Aerial spraying is often the most efficient and cost-effective method of applying crop protection and enhancement products. But due to its highly visible nature and the sheer number of variables that can affect an application, it’s an easy target for negative attention from environmental organizations. As such, it takes skilled pilots and finely tuned aircraft and equipment to perform aerial applications in a professional and responsible manner.
R.D. Offutt Farms contracts aerial application companies to provide spraying services for its Midwest operations. In order to spray any product on fields for R.D. Offutt Farms, each contract pilot must attend the clinic every year to have their spray plane or helicopter certified ahead of the growing season. It’s an event primarily meant to ensure regulatory compliance and verify that all steps are being taken to maintain the utmost level of environmental stewardship, but its benefits are far-reaching for those in the industry.
Testing and Analysis
The clinics are run under the guidelines of Operation S.A.F.E. (Self-regulating Application and Flight Efficiency), a program developed by the National Agricultural Aviation Association (NAAA) in the 1980s as a response to public concern over the potential of spray drift from aerial applications. The core of the clinics is an analysis of spray pattern quality and droplet size – both significant factors in the accuracy, efficiency, and efficacy of an aerial application.
The tests are conducted by an NAAA-authorized analyst. R.D. Offutt Farms partners with Dennis Gardisser, Ph.D., PE, of WRK of Arkansas, a company specializing in application technology and aviation insurance. With decades of experience in aviation, agriculture, engineering, and much more, Dr. Gardisser is an expert in the practice of aerial application and its legal risks. In fact, he regularly serves as an expert witness in court cases involving aerial spraying.
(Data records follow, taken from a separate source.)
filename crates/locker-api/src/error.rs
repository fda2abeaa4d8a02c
//! Maps domain `AppError` to HTTP responses.

use axum::Json;
use axum::http::StatusCode;
use axum::response::{IntoResponse, Response};
use serde::{Deserialize, Serialize};

use locker_core::error::{AppError, ErrorKind};

/// Standard API error response body.
#[derive(Debug, Clone, Serialize, Deserialize)]
pub struct ApiErrorResponse {
    /// Machine-readable error code.
    pub error: String,
    /// Human-readable message.
    pub message: String,
}

/// An [`AppError`] on its way out of a handler.
#[derive(Debug)]
pub struct ApiError(pub AppError);

/// Result type returned by handlers.
pub type ApiResult<T> = Result<T, ApiError>;

impl From<AppError> for ApiError {
    fn from(err: AppError) -> Self {
        Self(err)
    }
}

impl From<validator::ValidationErrors> for ApiError {
    fn from(errors: validator::ValidationErrors) -> Self {
        Self(AppError::validation(format!("Invalid request: {errors}")))
    }
}

impl ApiError {
    /// Status code and error code for an error kind.
    pub fn status_of(kind: ErrorKind) -> (StatusCode, &'static str) {
        match kind {
            ErrorKind::Validation => (StatusCode::BAD_REQUEST, "VALIDATION_ERROR"),
            ErrorKind::Authentication => (StatusCode::UNAUTHORIZED, "UNAUTHORIZED"),
            ErrorKind::Authorization => (StatusCode::FORBIDDEN, "FORBIDDEN"),
            ErrorKind::NotFound => (StatusCode::NOT_FOUND, "NOT_FOUND"),
            ErrorKind::Conflict => (StatusCode::CONFLICT, "CONFLICT"),
            ErrorKind::PayloadTooLarge => (StatusCode::PAYLOAD_TOO_LARGE, "PAYLOAD_TOO_LARGE"),
            ErrorKind::ExternalService | ErrorKind::ServiceUnavailable => {
                (StatusCode::SERVICE_UNAVAILABLE, "SERVICE_UNAVAILABLE")
            }
            ErrorKind::Internal
            | ErrorKind::Database
            | ErrorKind::Storage
            | ErrorKind::Configuration
            | ErrorKind::Serialization => (StatusCode::INTERNAL_SERVER_ERROR, "INTERNAL_ERROR"),
        }
    }
}

impl IntoResponse for ApiError {
    fn into_response(self) -> Response {
        let err = self.0;
        let (status, error_code) = Self::status_of(err.kind);

        let message = if status == StatusCode::INTERNAL_SERVER_ERROR {
            tracing::error!(kind = %err.kind, error = %err.message, "Internal server error");
            "An internal error occurred".to_string()
        } else {
            err.message
        };

        let body = ApiErrorResponse {
            error: error_code.to_string(),
            message,
        };

        (status, Json(body)).into_response()
    }
}

#[cfg(test)]
mod tests {
    use super::*;

    #[test]
    fn test_status_mapping() {
        assert_eq!(ApiError::status_of(ErrorKind::Validation).0, StatusCode::BAD_REQUEST);
        assert_eq!(ApiError::status_of(ErrorKind::Authorization).0, StatusCode::FORBIDDEN);
        assert_eq!(ApiError::status_of(ErrorKind::Conflict).0, StatusCode::CONFLICT);
        assert_eq!(
            ApiError::status_of(ErrorKind::PayloadTooLarge).0,
            StatusCode::PAYLOAD_TOO_LARGE
        );
        assert_eq!(
            ApiError::status_of(ErrorKind::ExternalService).0,
            StatusCode::SERVICE_UNAVAILABLE
        );
        assert_eq!(
            ApiError::status_of(ErrorKind::Database).0,
            StatusCode::INTERNAL_SERVER_ERROR
        );
    }

    #[test]
    fn test_internal_details_are_not_returned() {
        let response = ApiError(AppError::database("connection refused on 10.0.0.5")).into_response();
        assert_eq!(response.status(), StatusCode::INTERNAL_SERVER_ERROR);
    }
}
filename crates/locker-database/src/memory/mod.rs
//! In-process implementations of the store traits.
//!
//! They enforce the same uniqueness rules as the PostgreSQL schema so
//! service tests observe the same conflicts.

pub mod folder;
pub mod share;
pub mod trash;

pub use folder::MemoryFolderStore;
pub use share::MemoryShareStore;
pub use trash::MemoryTrashStore;
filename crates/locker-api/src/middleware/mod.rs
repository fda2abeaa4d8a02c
//! Axum middleware stack.

pub mod compression;
pub mod cors;
pub mod logging;
//! Active document view model.

use chrono::{DateTime, Utc};
use serde::{Deserialize, Serialize};

use crate::category::Category;
use crate::document::path::DocumentPath;

/// An active (not trashed) document as returned by listing.
#[derive(Debug, Clone, Serialize, Deserialize)]
pub struct DocumentEntry {
    /// Human-readable name derived from the key.
    pub display_name: String,
    /// The raw object key.
    pub path: String,
    /// Signed content URL. `None` for private documents unless the caller
    /// holds a private-access grant.
    pub url: Option<String>,
    /// Object size in bytes.
    pub size: u64,
    /// Category decoded from the key.
    pub category: Category,
    /// Whether the document is under the private prefix.
    pub is_private: bool,
    /// Upload time decoded from the key.
    pub uploaded_at: Option<DateTime<Utc>>,
}

impl DocumentEntry {
    /// Build an entry from a decoded key.
    pub fn from_path(path: &DocumentPath, size: u64, url: Option<String>) -> Self {
        Self {
            display_name: path.display_name(),
            path: path.as_str().to_string(),
            url,
            size,
            category: path.category().clone(),
            is_private: path.is_private(),
            uploaded_at: path.uploaded_at(),
        }
    }
}
//! PostgreSQL connection pool management.

use std::time::Duration;

use sqlx::postgres::{PgPool, PgPoolOptions};
use tracing::info;

use locker_core::config::DatabaseConfig;
use locker_core::error::{AppError, ErrorKind};

/// Wrapper around the sqlx PostgreSQL connection pool.
#[derive(Debug, Clone)]
pub struct DatabasePool {
    /// The underlying sqlx connection pool.
    pool: PgPool,
}

impl DatabasePool {
    /// Create a new database pool from configuration.
    pub async fn connect(config: &DatabaseConfig) -> Result<Self, AppError> {
        if config.url.trim().is_empty() {
            return Err(AppError::configuration(
                "database.url is not set (LOCKER__DATABASE__URL)",
            ));
        }

        info!(
            url = %mask_password(&config.url),
            max_connections = config.max_connections,
            min_connections = config.min_connections,
            "Connecting to PostgreSQL"
        );

        let pool = PgPoolOptions::new()
            .max_connections(config.max_connections)
            .min_connections(config.min_connections)
            .acquire_timeout(Duration::from_secs(config.connect_timeout_seconds))
            .idle_timeout(Duration::from_secs(config.idle_timeout_seconds))
            .connect(&config.url)
            .await
            .map_err(|e| {
                AppError::with_source(
                    ErrorKind::Database,
                    format!("Failed to connect to database: {e}"),
                    e,
                )
            })?;

        info!("Successfully connected to PostgreSQL");
        Ok(Self { pool })
    }

    /// Return a reference to the underlying sqlx pool.
    pub fn pool(&self) -> &PgPool {
        &self.pool
    }

    /// Return the underlying sqlx pool (consuming self).
    pub fn into_pool(self) -> PgPool {
        self.pool
    }

    /// Apply pending migrations.
    pub async fn migrate(&self) -> Result<(), AppError> {
        crate::migration::run_migrations(&self.pool).await
    }

    /// Check database connectivity.
    pub async fn health_check(&self) -> Result<bool, AppError> {
        sqlx::query_scalar::<_, i32>("SELECT 1")
            .fetch_one(&self.pool)
            .await
            .map(|v| v == 1)
            .map_err(|e| AppError::with_source(ErrorKind::Database, "Health check failed", e))
    }

    /// Close all connections in the pool.
    pub async fn close(&self) {
        self.pool.close().await;
        info!("Database pool closed");
    }
}

/// Mask the password portion of a database URL for safe logging.
pub fn mask_password(url: &str) -> String {
    if let Some(at_pos) = url.find('@') {
        if let Some(colon_pos) = url[..at_pos].rfind(':') {
            let scheme_end = url.find("://").map(|p| p + 3).unwrap_or(0);
            if colon_pos > scheme_end {
                return format!("{}:****@{}", &url[..colon_pos], &url[at_pos + 1..]);
            }
        }
    }
    url.to_string()
}
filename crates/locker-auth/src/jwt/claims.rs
//! JWT claims structure shared by bearer tokens and private-access grants.

use chrono::{DateTime, Utc};
use serde::{Deserialize, Serialize};
use uuid::Uuid;

use locker_core::types::UserId;

/// JWT claims payload.
#[derive(Debug, Clone, Serialize, Deserialize)]
pub struct Claims {
    /// Subject: the user ID.
    pub sub: Uuid,
    /// Issued-at timestamp (seconds since epoch).
    pub iat: i64,
    /// Expiration timestamp (seconds since epoch).
    pub exp: i64,
    /// Email, when the identity platform includes it.
    #[serde(default, skip_serializing_if = "Option::is_none")]
    pub email: Option<String>,
    /// Issuer.
    #[serde(default, skip_serializing_if = "Option::is_none")]
    pub iss: Option<String>,
    /// JWT ID.
    #[serde(default, skip_serializing_if = "Option::is_none")]
    pub jti: Option<Uuid>,
    /// Token type. Identity-platform tokens omit it and count as access
    /// tokens.
    #[serde(default)]
    pub token_type: TokenType,
}

/// Distinguishes bearer access tokens from private-access grants.
#[derive(Debug, Clone, Copy, Default, Serialize, Deserialize, PartialEq, Eq)]
#[serde(rename_all = "snake_case")]
pub enum TokenType {
    /// Bearer token for API requests.
    #[default]
    Access,
    /// Short-lived grant unlocking private documents.
    PrivateAccess,
}

impl Claims {
    /// Returns the user ID from the subject claim.
    pub fn user_id(&self) -> UserId {
        UserId::from_uuid(self.sub)
    }

    /// Returns the expiration as a `DateTime<Utc>`.
    pub fn expires_at(&self) -> DateTime<Utc> {
        DateTime::from_timestamp(self.exp, 0).unwrap_or_else(Utc::now)
    }

    /// Checks whether this token has expired.
    pub fn is_expired(&self) -> bool {
        Utc::now().timestamp() >= self.exp
    }
}
//! Document share entity model.

use chrono::{DateTime, Utc};
use serde::{Deserialize, Serialize};
use sqlx::FromRow;

use locker_core::types::{ShareId, UserId};

/// A row in `document_shares`: a public link to one document.
#[derive(Debug, Clone, Serialize, Deserialize, FromRow)]
pub struct DocumentShare {
    /// Unique share identifier.
    pub id: ShareId,
    /// User who created the share.
    pub user_id: UserId,
    /// Object key of the shared document.
    pub document_path: String,
    /// Unguessable URL token.
    pub share_token: String,
    /// Whether the link resolves for anonymous callers.
    pub is_public: bool,
    /// When the link stops resolving. `None` never expires.
    pub expires_at: Option<DateTime<Utc>>,
    /// Argon2id PHC string for password-protected links.
    #[serde(skip_serializing)]
    pub password_hash: Option<String>,
    /// Whether the resolved view offers a download.
    pub allow_download: bool,
    /// Number of successful resolutions.
    pub access_count: i32,
    /// When the share was created.
    pub created_at: DateTime<Utc>,
    /// Last modification.
    pub updated_at: DateTime<Utc>,
}

impl DocumentShare {
    /// Whether the share has expired at `now`.
    pub fn is_expired_at(&self, now: DateTime<Utc>) -> bool {
        self.expires_at.is_some_and(|expires_at| expires_at <= now)
    }

    /// Whether the share has expired.
    pub fn is_expired(&self) -> bool {
        self.is_expired_at(Utc::now())
    }

    /// Whether a password must be presented before the document resolves.
    pub fn requires_password(&self) -> bool {
        self.password_hash.is_some()
    }
}

/// Data required to create a share.
#[derive(Debug, Clone, Serialize, Deserialize)]
pub struct CreateDocumentShare {
    /// Owner.
    pub user_id: UserId,
    /// Object key.
    pub document_path: String,
    /// URL token.
    pub share_token: String,
    /// Public flag.
    pub is_public: bool,
    /// Expiry (None = never).
    pub expires_at: Option<DateTime<Utc>>,
    /// Password hash (None = open).
    pub password_hash: Option<String>,
    /// Allow downloads.
    pub allow_download: bool,
}
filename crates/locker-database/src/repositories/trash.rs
//! Deleted-document marker repository.

use async_trait::async_trait;
use chrono::{DateTime, Utc};
use sqlx::PgPool;
use uuid::Uuid;

use locker_core::error::{AppError, ErrorKind};
use locker_core::result::AppResult;
use locker_core::types::{MarkerId, UserId};
use locker_entity::trash::{CreateDeletedDocument, DeletedDocument};

use crate::store::TrashStore;

/// Repository over `deleted_documents`.
#[derive(Debug, Clone)]
pub struct TrashRepository {
    pool: PgPool,
}

impl TrashRepository {
    /// Create a new trash repository.
    pub fn new(pool: PgPool) -> Self {
        Self { pool }
    }
}

#[async_trait]
impl TrashStore for TrashRepository {
    async fn insert(&self, data: &CreateDeletedDocument) -> AppResult<DeletedDocument> {
        sqlx::query_as::<_, DeletedDocument>(
            "INSERT INTO deleted_documents (id, user_id, document_path, document_name) \
             VALUES ($1, $2, $3, $4) RETURNING *",
        )
        .bind(MarkerId::new())
        .bind(data.user_id)
        .bind(&data.document_path)
        .bind(&data.document_name)
        .fetch_one(&self.pool)
        .await
        .map_err(|e| match e {
            sqlx::Error::Database(ref db_err)
                if db_err.constraint() == Some("deleted_documents_user_id_document_path_key") =>
            {
                AppError::conflict(format!(
                    "Document '{}' is already in trash",
                    data.document_path
                ))
            }
            _ => AppError::with_source(ErrorKind::Database, "Failed to insert trash marker", e),
        })
    }

    async fn find_by_id(&self, user_id: UserId, id: MarkerId) -> AppResult<Option<DeletedDocument>> {
        sqlx::query_as::<_, DeletedDocument>(
            "SELECT * FROM deleted_documents WHERE id = $1 AND user_id = $2",
        )
        .bind(id)
        .bind(user_id)
        .fetch_optional(&self.pool)
        .await
        .map_err(|e| AppError::with_source(ErrorKind::Database, "Failed to find trash marker", e))
    }

    async fn list_for_user(&self, user_id: UserId) -> AppResult<Vec<DeletedDocument>> {
        sqlx::query_as::<_, DeletedDocument>(
            "SELECT * FROM deleted_documents WHERE user_id = $1 ORDER BY deleted_at DESC",
        )
        .bind(user_id)
        .fetch_all(&self.pool)
        .await
        .map_err(|e| AppError::with_source(ErrorKind::Database, "Failed to list trash", e))
    }

    async fn list_older_than(
        &self,
        user_id: UserId,
        cutoff: DateTime<Utc>,
    ) -> AppResult<Vec<DeletedDocument>> {
        sqlx::query_as::<_, DeletedDocument>(
            "SELECT * FROM deleted_documents WHERE user_id = $1 AND deleted_at < $2 \
             ORDER BY deleted_at",
        )
        .bind(user_id)
        .bind(cutoff)
        .fetch_all(&self.pool)
        .await
        .map_err(|e| AppError::with_source(ErrorKind::Database, "Failed to list expired trash", e))
    }

    async fn delete(&self, user_id: UserId, id: MarkerId) -> AppResult<bool> {
        let result = sqlx::query("DELETE FROM deleted_documents WHERE id = $1 AND user_id = $2")
            .bind(id)
            .bind(user_id)
            .execute(&self.pool)
            .await
            .map_err(|e| {
                AppError::with_source(ErrorKind::Database, "Failed to delete trash marker", e)
            })?;
        Ok(result.rows_affected() > 0)
    }

    async fn delete_many(&self, user_id: UserId, ids: &[MarkerId]) -> AppResult<u64> {
        if ids.is_empty() {
            return Ok(0);
        }
        let ids: Vec<Uuid> = ids.iter().map(|id| id.into_uuid()).collect();
        let result =
            sqlx::query("DELETE FROM deleted_documents WHERE user_id = $1 AND id = ANY($2)")
                .bind(user_id)
                .bind(&ids)
                .execute(&self.pool)
                .await
                .map_err(|e| {
                    AppError::with_source(ErrorKind::Database, "Failed to purge trash markers", e)
                })?;
        Ok(result.rows_affected())
    }
}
To analyze spray pattern and droplet size, a target area is set up between runways at the airport. A cotton string is suspended across a 150-foot span roughly at chest height. Spaced out along this same stretch are nine stakes in the ground, each bearing a small strip of water-sensitive paper facing up toward the sky. Each pilot flies three times, spraying dyed water over the target area. Dr. Gardisser’s team collects environmental data as well as the aircraft’s speed and elevation for each pass.
After the test flights, the string is run through a fluorometer, which measures the dye from the spray. This data is then used to create a graphical representation of the spray swath, including its uniformity and width, which are vital to spraying efficiently.
The water-sensitive cards capture individual droplets which are analyzed and measured. Droplet size is a significant variable in spray drift – generally, the smaller the droplet, the more prone the application is to drift. However, for certain products, too large a droplet can drastically reduce efficacy. The clinic is a chance for pilots to consult with experts like Dr. Gardisser to make equipment adjustments to achieve the ideal droplet size before the spraying season gets underway.
What’s Good for the Goose. . .
The local clinic began as an event funded solely by R.D. Offutt Farms more than two decades ago, but today it has grown to become an inclusive and widely supported opportunity funded entirely through industry donations. The event is open to all agricultural pilots in the area and of the 25-30 aircraft typically registered for test flights, about half are contracted to fly for R.D. Offutt Farms.
According to Vince Restucci, Director of Procurement & Business Technology, similar gatherings are becoming common across the industry and for good reason. The Federal Aviation Administration utilizes the event to perform as many mandatory annual aircraft inspections as possible at one time and in one place.
In addition to pilots gaining certifications and education, aviation companies may qualify for insurance benefits for having all pilots and aircraft participate in the event. Industry partners including crop protection product manufacturers, manufacturers of adjuvants that are mixed with protection products, product distributors, agronomists and even customers are all invited to see firsthand that products are being used correctly and responsibly. The event is also a time for face-to-face meetings between people who collaborate remotely for much of the year. It’s an all-around win for all stakeholders.
While the tests and analyses are the backbone of the clinics, the events are a learning experience in many ways and a refresher on the importance of safety and responsible practices. An informal classroom session at the end of the day at R.D. Offutt Farms’ clinics includes industry and technology updates, reminders of accurate record-keeping and general best practices for pilots who represent the entire agricultural industry each time they take to the skies.